● AIM OF THE TASK: Pull each line holding the word "derive" from the data.

[Dataset entries]
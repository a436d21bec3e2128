//! Utilities for numerics.

/// Applies the standard sigmoid/logistic function to the input.
pub fn sigmoid(v: f32) -> f32 {
    1.0 / (1.0 + (-v).exp())
}
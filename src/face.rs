//! Face mesh landmarks.
//!
//! The face mesh network estimates 468 landmarks covering the whole face. Only a handful of them
//! have names in [`LandmarkIdx`]; the lip contour is described by [`LIPS`].

use std::path::Path;

use crate::image::{draw, Color, Image};
use crate::landmark::{Estimate, Landmark, Landmarks, Network};
use crate::nn::{Cnn, CnnInputShape, ColorMapper, NeuralNetwork, Outputs};
use crate::num::sigmoid;

/// Face mesh landmarks of a single face.
#[derive(Debug, Clone)]
pub struct FaceLandmarks {
    landmarks: Landmarks,
    face_flag: f32,
}

impl Default for FaceLandmarks {
    fn default() -> Self {
        Self {
            landmarks: Landmarks::new(Self::NUM_LANDMARKS),
            face_flag: 0.0,
        }
    }
}

impl FaceLandmarks {
    pub const NUM_LANDMARKS: usize = 468;

    /// Creates a set of face landmarks with every landmark at the origin.
    pub fn new() -> Self {
        Self::default()
    }

    /// Builder-style setter placing landmark `idx` at `(x, y)`.
    pub fn with(mut self, idx: LandmarkIdx, x: f64, y: f64) -> Self {
        self.set(idx, Landmark::at(x, y));
        self
    }

    pub fn get(&self, idx: LandmarkIdx) -> Landmark {
        self.landmarks.get(idx as usize)
    }

    pub fn set(&mut self, idx: LandmarkIdx, landmark: Landmark) {
        self.landmarks.set(idx as usize, landmark);
    }

    #[inline]
    pub fn landmarks(&self) -> &Landmarks {
        &self.landmarks
    }

    /// Returns the points considered to be part of the mouth region.
    pub fn mouth_points(&self) -> [Landmark; 4] {
        [
            LandmarkIdx::MouthTop,
            LandmarkIdx::MouthBottom,
            LandmarkIdx::Chin,
            LandmarkIdx::MouthCenter,
        ]
        .map(|idx| self.get(idx))
    }

    #[cfg(test)]
    pub(crate) fn with_confidence(mut self, face_flag: f32) -> Self {
        self.face_flag = face_flag;
        self
    }

    /// Draws the lip contour onto `target`.
    pub fn draw_lips(&self, target: &mut Image) {
        for &(a, b) in LIPS {
            let (ax, ay) = self.landmarks.get(a).to_pixel(target);
            let (bx, by) = self.landmarks.get(b).to_pixel(target);
            draw::line(target, ax, ay, bx, by).color(Color::YELLOW);
        }
    }
}

impl Estimate for FaceLandmarks {
    #[inline]
    fn landmarks_mut(&mut self) -> &mut Landmarks {
        &mut self.landmarks
    }

    #[inline]
    fn confidence(&self) -> f32 {
        self.face_flag
    }
}

/// Names for the few face mesh landmarks used by pose classification.
#[derive(Debug, Clone, Copy, PartialEq, Eq)]
pub enum LandmarkIdx {
    /// Center of the upper lip's outer edge.
    MouthCenter = 0,
    /// Top of the forehead.
    Forehead = 10,
    /// Inner edge of the upper lip.
    MouthTop = 13,
    /// Inner edge of the lower lip.
    MouthBottom = 14,
    Chin = 152,
}

/// Line segments forming the outer and inner lip contours.
pub const LIPS: &[(usize, usize)] = &[
    // outer, lower
    (61, 146),
    (146, 91),
    (91, 181),
    (181, 84),
    (84, 17),
    (17, 314),
    (314, 405),
    (405, 321),
    (321, 375),
    (375, 291),
    // outer, upper
    (61, 185),
    (185, 40),
    (40, 39),
    (39, 37),
    (37, 0),
    (0, 267),
    (267, 269),
    (269, 270),
    (270, 409),
    (409, 291),
    // inner, lower
    (78, 95),
    (95, 88),
    (88, 178),
    (178, 87),
    (87, 14),
    (14, 317),
    (317, 402),
    (402, 318),
    (318, 324),
    (324, 308),
    // inner, upper
    (78, 191),
    (191, 80),
    (80, 81),
    (81, 82),
    (82, 13),
    (13, 312),
    (312, 311),
    (311, 310),
    (310, 415),
    (415, 308),
];

/// The face mesh landmark network (`face_landmark.onnx`).
///
/// The input image must be a cropped image of a face that is mostly upright.
pub struct FaceMeshNetwork {
    cnn: Cnn,
}

impl FaceMeshNetwork {
    pub const FILE_NAME: &'static str = "face_landmark.onnx";

    /// Loads the network from `model_dir`.
    pub fn load(model_dir: &Path) -> anyhow::Result<Self> {
        let cnn = Cnn::new(
            NeuralNetwork::from_path(model_dir.join(Self::FILE_NAME))?,
            CnnInputShape::NCHW,
            ColorMapper::linear(-1.0..=1.0),
        )?;
        Ok(Self { cnn })
    }
}

impl Network for FaceMeshNetwork {
    type Output = FaceLandmarks;

    fn cnn(&self) -> &Cnn {
        &self.cnn
    }

    fn extract(&self, outputs: &Outputs, estimate: &mut FaceLandmarks) -> anyhow::Result<()> {
        let coords = outputs.f32s(0)?;
        if coords.len() != FaceLandmarks::NUM_LANDMARKS * 3 {
            anyhow::bail!(
                "face mesh network returned {} values, expected {}",
                coords.len(),
                FaceLandmarks::NUM_LANDMARKS * 3
            );
        }

        estimate.face_flag = sigmoid(outputs.scalar(1)?);
        for (chunk, out) in coords
            .chunks_exact(3)
            .zip(estimate.landmarks.positions_mut())
        {
            *out = [chunk[0].into(), chunk[1].into(), chunk[2].into()];
        }

        Ok(())
    }
}

#[cfg(test)]
mod tests {
    use crate::image::Resolution;

    use super::*;

    #[test]
    fn lips_stay_in_range() {
        assert_eq!(LIPS.len(), 40);
        assert!(LIPS
            .iter()
            .all(|&(a, b)| a < FaceLandmarks::NUM_LANDMARKS && b < FaceLandmarks::NUM_LANDMARKS));
    }

    #[test]
    fn mouth_points() {
        let face = FaceLandmarks::new()
            .with(LandmarkIdx::MouthTop, 0.5, 0.50)
            .with(LandmarkIdx::MouthBottom, 0.5, 0.62)
            .with(LandmarkIdx::Chin, 0.5, 0.90)
            .with(LandmarkIdx::MouthCenter, 0.5, 0.48);
        let ys = face.mouth_points().map(|lm| lm.y());
        assert_eq!(ys, [0.50, 0.62, 0.90, 0.48]);
    }

    #[test]
    fn draw_lips() {
        let mut image = Image::filled(Resolution::new(100, 100), Color::BLACK);
        let mut face = FaceLandmarks::new();
        for &(a, _) in LIPS {
            face.landmarks.set(a, Landmark::at(0.5, 0.5));
        }
        for &(_, b) in LIPS {
            face.landmarks.set(b, Landmark::at(0.5, 0.5));
        }
        face.draw_lips(&mut image);
        assert_eq!(image.get(50, 50), Some(Color::YELLOW));
        assert_eq!(image.get(0, 0), Some(Color::BLACK));
    }
}
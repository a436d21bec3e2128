use std::process;

use mimic::app::App;
use mimic::classify::Classifier;
use mimic::config::{Config, StartupError};
use mimic::estimator::HolisticEstimator;
use mimic::gallery::Gallery;
use mimic::gui;
use mimic::image::Resolution;
use mimic::video::{
    webcam::{Webcam, WebcamOptions},
    Camera, Disconnected,
};

fn main() {
    mimic::init_logger!();

    if let Err(e) = run() {
        let code = e.exit_code();
        if let Some(guidance) = e.guidance() {
            println!("{}", guidance);
        }
        eprintln!("error: {:?}", anyhow::Error::new(e));
        process::exit(code);
    }
}

fn run() -> Result<(), StartupError> {
    let config = Config::from_env().map_err(StartupError::Config)?;
    log::debug!("{:?}", config);

    let estimator = HolisticEstimator::load(&config.model_dir)?;

    let mut options = WebcamOptions::default().resolution(Resolution::RES_VGA);
    if let Some(name) = &config.webcam_name {
        options = options.name(name);
    }
    let camera: Box<dyn Camera> = match Webcam::open(options) {
        Ok(webcam) => Box::new(webcam),
        Err(e) => {
            log::error!("failed to open webcam: {:#}", e);
            Box::new(Disconnected)
        }
    };

    let gallery = Gallery::discover(&config.asset_dir);
    let app = App::new(
        camera,
        Box::new(estimator),
        Classifier::new(config.thresholds),
        gallery,
    );
    gui::run(app, config.tick_interval)
}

● TASK SOLUTION:
#[derive(Debug, Clone)]
#[derive(Debug, Clone, Copy, PartialEq, Eq)]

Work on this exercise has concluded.